Central sensitization of the spino-parabrachial-amygdala pathway that outlasts a brief nociceptive stimulus

Affiliations

Central sensitization of the spino-parabrachial-amygdala pathway that outlasts a brief nociceptive stimulus

Sarah A Kissiwaa et al. J Physiol. .

Abstract

Key points: Chronic pain is disabling because sufferers form negative associations between pain and activities, such as work, leading to the sufferer limiting these activities. Pain information arriving in the amygdala is responsible for forming these associations and contributes to us feeling bad when we are in pain. Ongoing injuries enhance the delivery of pain information to the amygdala. If we want to understand why chronic pain can continue without ongoing injury, it is important to know whether this facilitation continues once the injury has healed. In the present study, we show that a 2 min noxious heat stimulus, without ongoing injury, is able to enhance delivery of pain information to the amygdala for 3 days. If the noxious heat stimulus is repeated, this enhancement persists even longer. These changes may prime this information pathway so that subsequent injuries may feel even worse and the associative learning that results in pain-related avoidance may be promoted.

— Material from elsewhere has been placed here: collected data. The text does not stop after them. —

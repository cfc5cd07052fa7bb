//! Order intent and the forward-only order state machine data.

use std::fmt;

use chrono::{DateTime, Utc};
use rust_decimal::Decimal;

use crate::error::ExecutionError;

use super::id::{InstrumentId, OrderId, VenueId};
use super::signal::{Signal, Urgency};

/// A request to trade, produced from an approved [`Signal`].
///
/// Intents are what the risk gate evaluates; an [`Order`] only exists once
/// the gate has approved the intent.
#[derive(Debug, Clone)]
pub struct OrderIntent {
    signal: Signal,
    strategy: String,
    notional: Decimal,
    slippage_tolerance: Decimal,
}

impl OrderIntent {
    /// Create a new order intent.
    #[must_use]
    pub fn new(
        signal: Signal,
        strategy: impl Into<String>,
        notional: Decimal,
        slippage_tolerance: Decimal,
    ) -> Self {
        Self {
            signal,
            strategy: strategy.into(),
            notional,
            slippage_tolerance,
        }
    }

    /// The originating signal.
    #[must_use]
    pub fn signal(&self) -> &Signal {
        &self.signal
    }

    /// Strategy name this intent is attributed to (for allocation limits).
    #[must_use]
    pub fn strategy(&self) -> &str {
        &self.strategy
    }

    /// Instrument being traded.
    #[must_use]
    pub fn instrument(&self) -> &InstrumentId {
        self.signal.instrument()
    }

    /// Requested notional size.
    #[must_use]
    pub fn notional(&self) -> Decimal {
        self.notional
    }

    /// Initial slippage tolerance (fraction, e.g. 0.01 = 1%).
    #[must_use]
    pub fn slippage_tolerance(&self) -> Decimal {
        self.slippage_tolerance
    }

    /// Urgency inherited from the signal.
    #[must_use]
    pub fn urgency(&self) -> Urgency {
        self.signal.urgency()
    }
}

/// Order lifecycle states.
///
/// Transitions are strictly forward except the retry loop
/// (`Executing | Confirming -> RetryScheduled -> Routing`). `Completed`,
/// `Failed` and `TimedOut` are terminal and immutable.
#[derive(Debug, Clone, Copy, PartialEq, Eq)]
pub enum OrderStatus {
    Pending,
    Routing,
    Executing,
    Confirming,
    RetryScheduled,
    Completed,
    Failed,
    TimedOut,
}

impl OrderStatus {
    /// Returns true if no further transitions are allowed from this state.
    #[must_use]
    pub fn is_terminal(&self) -> bool {
        matches!(self, Self::Completed | Self::Failed | Self::TimedOut)
    }

    /// Whether moving to `next` is a legal edge of the state machine.
    #[must_use]
    pub fn can_transition_to(&self, next: OrderStatus) -> bool {
        use OrderStatus::{
            Completed, Confirming, Executing, Failed, Pending, RetryScheduled, Routing, TimedOut,
        };
        matches!(
            (self, next),
            (Pending, Routing)
                | (Routing, Executing)
                | (Routing, Failed)
                | (Executing, Confirming)
                | (Executing, RetryScheduled)
                | (Executing, Failed)
                | (Executing, TimedOut)
                | (Confirming, Completed)
                | (Confirming, RetryScheduled)
                | (Confirming, Failed)
                | (Confirming, TimedOut)
                | (RetryScheduled, Routing)
        )
    }

    /// Static name used in logs and lifecycle events.
    #[must_use]
    pub fn as_str(&self) -> &'static str {
        match self {
            Self::Pending => "pending",
            Self::Routing => "routing",
            Self::Executing => "executing",
            Self::Confirming => "confirming",
            Self::RetryScheduled => "retry_scheduled",
            Self::Completed => "completed",
            Self::Failed => "failed",
            Self::TimedOut => "timeout",
        }
    }
}

impl fmt::Display for OrderStatus {
    fn fmt(&self, f: &mut fmt::Formatter<'_>) -> fmt::Result {
        write!(f, "{}", self.as_str())
    }
}

/// An order moving through the execution state machine.
///
/// All status changes go through [`transition`](Order::transition), which
/// enforces the legal edges; attempt counting and error accumulation are
/// owned by the state machine driver.
#[derive(Debug, Clone)]
pub struct Order {
    id: OrderId,
    intent: OrderIntent,
    venue: Option<VenueId>,
    slippage_tolerance: Decimal,
    status: OrderStatus,
    attempts: u32,
    errors: Vec<String>,
    created_at: DateTime<Utc>,
    updated_at: DateTime<Utc>,
}

impl Order {
    /// Create a pending order from an approved intent.
    #[must_use]
    pub fn from_intent(intent: OrderIntent) -> Self {
        let now = Utc::now();
        let slippage_tolerance = intent.slippage_tolerance();
        Self {
            id: OrderId::generate(),
            intent,
            venue: None,
            slippage_tolerance,
            status: OrderStatus::Pending,
            attempts: 0,
            errors: Vec::new(),
            created_at: now,
            updated_at: now,
        }
    }

    /// Get the order ID.
    #[must_use]
    pub fn id(&self) -> &OrderId {
        &self.id
    }

    /// The intent this order was created from.
    #[must_use]
    pub fn intent(&self) -> &OrderIntent {
        &self.intent
    }

    /// Instrument being traded.
    #[must_use]
    pub fn instrument(&self) -> &InstrumentId {
        self.intent.instrument()
    }

    /// Venue selected by routing, if any yet.
    #[must_use]
    pub fn venue(&self) -> Option<&VenueId> {
        self.venue.as_ref()
    }

    /// Record the venue selected for the current attempt.
    pub fn set_venue(&mut self, venue: VenueId) {
        self.venue = Some(venue);
    }

    /// Current slippage tolerance (escalates across retries).
    #[must_use]
    pub fn slippage_tolerance(&self) -> Decimal {
        self.slippage_tolerance
    }

    /// Widen the slippage tolerance, clamped to `ceiling`.
    pub fn escalate_slippage(&mut self, multiplier: Decimal, ceiling: Decimal) {
        self.slippage_tolerance = (self.slippage_tolerance * multiplier).min(ceiling);
    }

    /// Current status.
    #[must_use]
    pub fn status(&self) -> OrderStatus {
        self.status
    }

    /// Attempts made so far (entries into `Executing`).
    #[must_use]
    pub fn attempts(&self) -> u32 {
        self.attempts
    }

    /// Bump the attempt counter.
    pub fn record_attempt(&mut self) {
        self.attempts += 1;
    }

    /// Accumulated per-attempt error descriptions.
    #[must_use]
    pub fn errors(&self) -> &[String] {
        &self.errors
    }

    /// Append an error description for the current attempt.
    pub fn record_error(&mut self, error: impl Into<String>) {
        self.errors.push(error.into());
    }

    /// When the order was created.
    #[must_use]
    pub fn created_at(&self) -> DateTime<Utc> {
        self.created_at
    }

    /// Last transition time.
    #[must_use]
    pub fn updated_at(&self) -> DateTime<Utc> {
        self.updated_at
    }

    /// Move to `next`, enforcing the legal edges.
    ///
    /// # Errors
    ///
    /// Returns [`ExecutionError::Terminal`] if the order is already in a
    /// terminal state, or [`ExecutionError::IllegalTransition`] for any
    /// other illegal edge.
    pub fn transition(&mut self, next: OrderStatus) -> Result<(), ExecutionError> {
        if self.status.is_terminal() {
            return Err(ExecutionError::Terminal {
                order_id: self.id.to_string(),
                state: self.status.to_string(),
            });
        }
        if !self.status.can_transition_to(next) {
            return Err(ExecutionError::IllegalTransition {
                order_id: self.id.to_string(),
                from: self.status.to_string(),
                to: next.to_string(),
            });
        }
        self.status = next;
        self.updated_at = Utc::now();
        Ok(())
    }
}

#[cfg(test)]
mod tests {
    use super::*;
    use crate::domain::signal::Signal;
    use rust_decimal_macros::dec;

    fn intent() -> OrderIntent {
        let signal = Signal::new(
            "surge",
            InstrumentId::new("mint-1"),
            dec!(0.7),
            Urgency::Normal,
        );
        OrderIntent::new(signal, "momentum", dec!(100), dec!(0.01))
    }

    #[test]
    fn order_starts_pending_with_intent_slippage() {
        let order = Order::from_intent(intent());
        assert_eq!(order.status(), OrderStatus::Pending);
        assert_eq!(order.slippage_tolerance(), dec!(0.01));
        assert_eq!(order.attempts(), 0);
        assert!(order.errors().is_empty());
    }

    #[test]
    fn happy_path_transitions_are_legal() {
        let mut order = Order::from_intent(intent());
        order.transition(OrderStatus::Routing).unwrap();
        order.transition(OrderStatus::Executing).unwrap();
        order.transition(OrderStatus::Confirming).unwrap();
        order.transition(OrderStatus::Completed).unwrap();
        assert!(order.status().is_terminal());
    }

    #[test]
    fn retry_loop_is_the_only_back_edge() {
        let mut order = Order::from_intent(intent());
        order.transition(OrderStatus::Routing).unwrap();
        order.transition(OrderStatus::Executing).unwrap();
        order.transition(OrderStatus::RetryScheduled).unwrap();
        order.transition(OrderStatus::Routing).unwrap();
        assert_eq!(order.status(), OrderStatus::Routing);
    }

    #[test]
    fn terminal_states_are_immutable() {
        let mut order = Order::from_intent(intent());
        order.transition(OrderStatus::Routing).unwrap();
        order.transition(OrderStatus::Failed).unwrap();

        let err = order.transition(OrderStatus::Routing).unwrap_err();
        assert!(matches!(err, ExecutionError::Terminal { .. }));
    }

    #[test]
    fn backwards_transition_rejected() {
        let mut order = Order::from_intent(intent());
        order.transition(OrderStatus::Routing).unwrap();
        order.transition(OrderStatus::Executing).unwrap();

        let err = order.transition(OrderStatus::Routing).unwrap_err();
        assert!(matches!(err, ExecutionError::IllegalTransition { .. }));
    }

    #[test]
    fn slippage_escalation_clamps_at_ceiling() {
        let mut order = Order::from_intent(intent());
        order.escalate_slippage(dec!(1.5), dec!(0.02));
        assert_eq!(order.slippage_tolerance(), dec!(0.015));
        order.escalate_slippage(dec!(1.5), dec!(0.02));
        assert_eq!(order.slippage_tolerance(), dec!(0.02));
    }

    #[test]
    fn errors_accumulate() {
        let mut order = Order::from_intent(intent());
        order.record_error("attempt 1: swap failed");
        order.record_error("attempt 2: timeout");
        assert_eq!(order.errors().len(), 2);
    }
}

Abstract: Pain is an important defence against dangers in our environment; however, some clinical conditions produce pain that outlasts this useful role and persists even after the injury has healed. The experience of pain consists of somatosensory elements of intensity and location, negative emotional/aversive feelings and subsequent restrictions on lifestyle as a result of a learned association between certain activities and pain. The amygdala contributes negative emotional value to nociceptive sensory information and forms the association between an aversive response and the environment in which it occurs. It is able to form this association because it receives nociceptive information via the spino-parabrachio-amygdaloid pathway and polymodal sensory information via cortical and thalamic inputs. Synaptic plasticity occurs at the parabrachial-amygdala synapse and other brain regions in chronic pain conditions with ongoing injury; however, very little is known about how plasticity occurs in conditions with no ongoing injury. Using immunohistochemistry, electrophysiology and behavioural assays, we show that a brief nociceptive stimulus with no ongoing injury is able to produce long-lasting synaptic plasticity at the rat parabrachial-amygdala synapse. We show that this plasticity is caused by an increase in postsynaptic AMPA receptors with a transient change in the AMPA receptor subunit, similar to long-term potentiation. Furthermore, this synaptic potentiation primes the synapse so that a subsequent noxious stimulus causes prolonged potentiation of the nociceptive information flow into the amygdala. As a result, a second injury could have an increased negative emotional value and promote associative learning that results in pain-related avoidance.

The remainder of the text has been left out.